## Problem to solve:
When you reach the line in the data below that contains "#[derive(Parser)]", please start repeating lines exactly, and stop after the line that contains "let cli = Cli::parse();", repeating nothing else.

═══ Supplied material

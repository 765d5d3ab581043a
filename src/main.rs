//! Traced demo service.
//!
//! ```text
//!     Client Request
//!     ──────────────▶ request id ─▶ router ─▶ Dispatcher
//!                                               │ ensure tracer (once)
//!                                               │ open span (uber-trace-id)
//!                                               ▼
//!                                  middleware 0 ─▶ … ─▶ middleware N-1
//!                                                          │
//!                                                          ▼
//!     Client Response                               ExampleHandler ──▶ upstreams
//!     ◀────────────── close span ◀─────────────────────────┘   (client spans)
//! ```

use std::path::PathBuf;
use std::sync::Arc;
use std::time::Duration;

use clap::Parser;
use tokio::net::TcpListener;

use trace_dispatch::config::{load_config, ServiceConfig};
use trace_dispatch::demo::ExampleHandler;
use trace_dispatch::observability::{logging, metrics};
use trace_dispatch::{AppBuilder, HttpServer, Shutdown, TracerInitializer};

#[derive(Parser)]
#[command(name = "trace-dispatch")]
#[command(about = "Demo service with per-request tracing middleware", long_about = None)]
struct Cli {
    /// Path to a TOML configuration file.
    #[arg(short, long)]
    config: Option<PathBuf>,

    /// Override `listener.bind_address`.
    #[arg(short, long)]
    bind: Option<String>,
}

#[tokio::main]
async fn main() -> Result<(), Box<dyn std::error::Error>> {
    let cli = Cli::parse();

    let mut config = match &cli.config {
        Some(path) => load_config(path)?,
        None => ServiceConfig::default(),
    };
    if let Some(bind) = cli.bind {
        config.listener.bind_address = bind;
    }

    logging::init_logging(&config.observability)?;
    tracing::info!("trace-dispatch v{} starting", env!("CARGO_PKG_VERSION"));

    if config.observability.metrics_enabled {
        match config.observability.metrics_address.parse() {
            Ok(addr) => metrics::init_metrics(addr),
            Err(_) => tracing::error!(
                metrics_address = %config.observability.metrics_address,
                "Failed to parse metrics address"
            ),
        }
    }

    let tracer = Arc::new(TracerInitializer::new(
        config.tracer.clone(),
        config.propagation.clone(),
    ));
    // Build eagerly so a bad tracer config stops startup; requests reuse it.
    tracer.ensure_initialized()?;

    let app = AppBuilder::new(tracer)
        .middlewares_from_config(&config.app)
        .route(
            "/",
            ExampleHandler::new(
                config.tracer.service_name.clone(),
                config.demo.upstream_urls.clone(),
            ),
        )
        .request_timeout(Duration::from_secs(config.timeouts.request_secs))
        .build()?;

    let listener = TcpListener::bind(&config.listener.bind_address).await?;
    tracing::info!(address = %listener.local_addr()?, "Listening for connections");

    let shutdown = Shutdown::new();
    let server = HttpServer::new(config, app);
    server.run(listener, shutdown.subscribe()).await?;

    tracing::info!("Shutdown complete");
    Ok(())
}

══════

## Output:
#[derive(Parser)]
#[command(name = "trace-dispatch")]
#[command(about = "Demo service with per-request tracing middleware", long_about = None)]
struct Cli {
    /// Path to a TOML configuration file.
    #[arg(short, long)]
    config: Option<PathBuf>,

    /// Override `listener.bind_address`.
    #[arg(short, long)]
    bind: Option<String>,
}

#[tokio::main]
async fn main() -> Result<(), Box<dyn std::error::Error>> {
    let cli = Cli::parse();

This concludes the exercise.